Tough Love At The Office: The Complete Yuri Collection

August 4th, 2025

A woman with ripped blouse and bloodies face and body, scowls at a pair of woman's legs in white heels and a pink skirt.CW: Extreme personal violence, rape, emotional and psychological abuse in a workplace setting.

Sal Jiang’s Black & White, the  3-volume series of violent and psychopathic competition at highly competitive Japanese financial firm is now available in English as Tough Love at the Office: The Complete Yuri Collection and it asks us to ask ourselves what is really important to us….but not until we grin through 400+ pages of two women who are trying to eat each other for lunch, in all the meanings of that phrase. 

Kuroda Kayo comes in to her new job brimming with confidence and acclaim and immediately runs into Shirakwa Junko, who has her eyes set on power. The two of them instantly dislike one another, but also cannot stop having violent, angry sex that is clearly meant as rape to destroy the others’ will. Both are equally matched in smarts, skills, popularity and desire to destroy the other. 
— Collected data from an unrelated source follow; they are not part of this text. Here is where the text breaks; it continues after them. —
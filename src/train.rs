//!
//! Parameter learning
//!
//! Training is split into tasks (see `task`). Generative tasks run one
//! Baum-Welch or Viterbi re-estimation per iteration, discriminative tasks one
//! line search along a (conjugate) gradient of their objective.
//!
pub mod driver;
pub mod gradient;
pub mod linesearch;
pub mod objective;
pub mod reestimation;
pub mod task;
pub mod termination;

pub use driver::{train, TaskScore, TrainingResult};
pub use gradient::Gradient;
pub use linesearch::{exponential_search, more_thuente, LineSearchResult};
pub use task::{define_training_tasks, Targets, Task};
pub use termination::{ConvergenceReason, Monitor};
I loved the first volume of this in Japanese and I still think it is the strongest part of the story. To quote myself from my review of the JP Volume 1, “Jiang’s art is terrific – clean and stylish, cute and approachable, and nasty af, in turns as the narrative requires. The characters are terrible people, but they sometimes do good or kind things, which gives them nuance. Neither of them is a sadist to the pleasant office drones around them. They are, however, two dominant humans fighting for dominance in every way possible. Yeah, baby. I’ll take as much of this as I can get.”
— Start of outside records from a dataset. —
use clap::Parser;
use motifhmm::prelude::*;
use motifhmm::random_seq::planted_contrast;
use std::path::PathBuf;

///
/// Train a motif model on a synthetic signal/control dataset
///
#[derive(Parser, Debug)]
#[clap(author, version, about)]
struct Opts {
    /// IUPAC string the motif is seeded with
    #[clap(short = 'm', long, default_value = "NNNNNN")]
    motif: String,
    /// Site planted once into every signal sequence
    #[clap(long, default_value = "TGACGT")]
    planted: String,
    /// Objective measure (none, bw, viterbi, mi, ri, mmie, mcc, dlogl, dfreq)
    /// when no options file is given
    #[clap(short = 'M', long, default_value = "mi")]
    measure: Measure,
    /// Number of sequences per set
    #[clap(short = 'n', default_value_t = 50)]
    n_seqs: usize,
    /// Length of each sequence
    #[clap(short = 'l', default_value_t = 100)]
    length: usize,
    /// Seed of the synthetic dataset
    #[clap(short = 's', long, default_value_t = 0)]
    seed: u64,
    /// JSON options file
    #[clap(short = 'c', long)]
    config: Option<PathBuf>,
    /// Overrides the maximum number of iterations
    #[clap(short = 'i', long)]
    max_iter: Option<usize>,
    /// Sample motif structures after training
    #[clap(long)]
    sampling: bool,
    /// Output parameter file
    #[clap(short, long)]
    output: PathBuf,
    /// Output graphviz file of the trained model
    #[clap(long)]
    dot: Option<PathBuf>,
}

fn run(opts: &Opts) -> Result<()> {
    let mut options = match &opts.config {
        Some(path) => Options::from_json_file(path)?,
        None => Options::with_measure(opts.measure),
    };
    if let Some(max_iter) = opts.max_iter {
        options.termination.max_iter = max_iter;
    }
    options.sampling.do_sampling |= opts.sampling;
    println!("# options={}", options.to_json()?.replace('\n', ""));

    let site = encode(&opts.planted)?;
    let (contrast, positions) = planted_contrast(
        "synthetic",
        "motif",
        &site,
        opts.n_seqs,
        opts.length,
        opts.seed,
    );
    let data = Collection::new(vec![contrast]);

    let mut model = Model::new();
    let seeding = &options.seeding;
    model.add_motif_iupac(
        &opts.motif,
        seeding.alpha,
        seeding.expected_seq_len,
        seeding.lambda,
        "motif",
        &MotifLayout::default(),
    )?;

    let result = train(model, &data, &options)?;
    println!("# iterations={}", result.iterations);
    println!("# reason={}", result.reason);
    for score in result.scores.iter() {
        println!("score\t{}\t{}\t{}", score.measure, score.motifs.join(","), score.score);
    }
    for (model, score) in result.trajectory.iter() {
        let consensus: Vec<String> = model
            .motif_groups()
            .into_iter()
            .map(|g| model.consensus(g))
            .collect();
        println!("sample\t{}\t{}", score, consensus.join(","));
    }

    let model = &result.model;
    for g in model.motif_groups() {
        println!(
            "motif\t{}\t{}\t{}\t{:.3}",
            model.group(g).name,
            model.consensus(g),
            model.motif_length(g),
            model.information_content(g)
        );
    }
    let mut n_found = 0;
    let signal = &data.contrasts[0].sets[0];
    for (seq, &planted) in signal.seqs.iter().zip(positions.iter()) {
        for site in model.sites(&seq.symbols) {
            if site.start <= planted && planted < site.end {
                n_found += 1;
            }
            println!(
                "site\t{}\t{}\t{}\t{}\t{:.3}",
                seq.name, site.start, site.end, site.site, site.log_odds
            );
        }
    }
    println!("# planted_sites_found={}/{}", n_found, positions.len());
    for &measure in [Measure::Likelihood, Measure::MutualInformation].iter() {
        let score = compute_score(model, &data, measure, &["motif"], &[], &options)?;
        println!("# {}={}", measure, score);
    }

    model.to_file(&opts.output)?;
    if let Some(path) = &opts.dot {
        std::fs::write(path, model.to_dot(0.01))?;
    }
    Ok(())
}

fn main() {
    env_logger::init();
    let opts: Opts = Opts::parse();
    println!("# started_at={}", chrono::Local::now());
    println!("# n_threads={}", rayon::current_num_threads());
    println!("# opts={:?}", opts);
    if let Err(e) = run(&opts) {
        eprintln!("error: {}", e);
        std::process::exit(1);
    }
    println!("# finished_at={}", chrono::Local::now());
}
When Kuroda and Shirakawa are teamed up by a scheming senior executive, he gets exactly what he hopes for – an unethical power-hungry machine to take down his enemies. But then they are turned on one another again. When Kuroda makes a misstep on an overseas trip, she causes a chain reaction that will ultimately lead to the end of the series…

…where we are asked to consider what is truly important to us. The answer to that question for both Kuroda and Shirakawa may surprise you. 

This is not a Baihe-style “in love with my cold, tough boss” story. This is a potentially/eventually disturbing exploration of deepest, darkest expressions of five of the seven deadly sins. But what this story also is is pitting two evenly matched competitors against each other in a evenly balanced match. And for that reason, I can enjoy the heck out of it (although I admit, I would have ended it differently. ^_^) 

Ratings:

Art – 8
Story – 10
Characters – 10
Service – 7 Not a lot of nudity, but a lot of sex and violence
Yuri – 7 See above

Overall – 10

 

 

Alexa Frank’s translation and Asha Bardon’s adaptation does everything it can with the blurry “business” stuff . The Seven Seas team does a great job here as usual.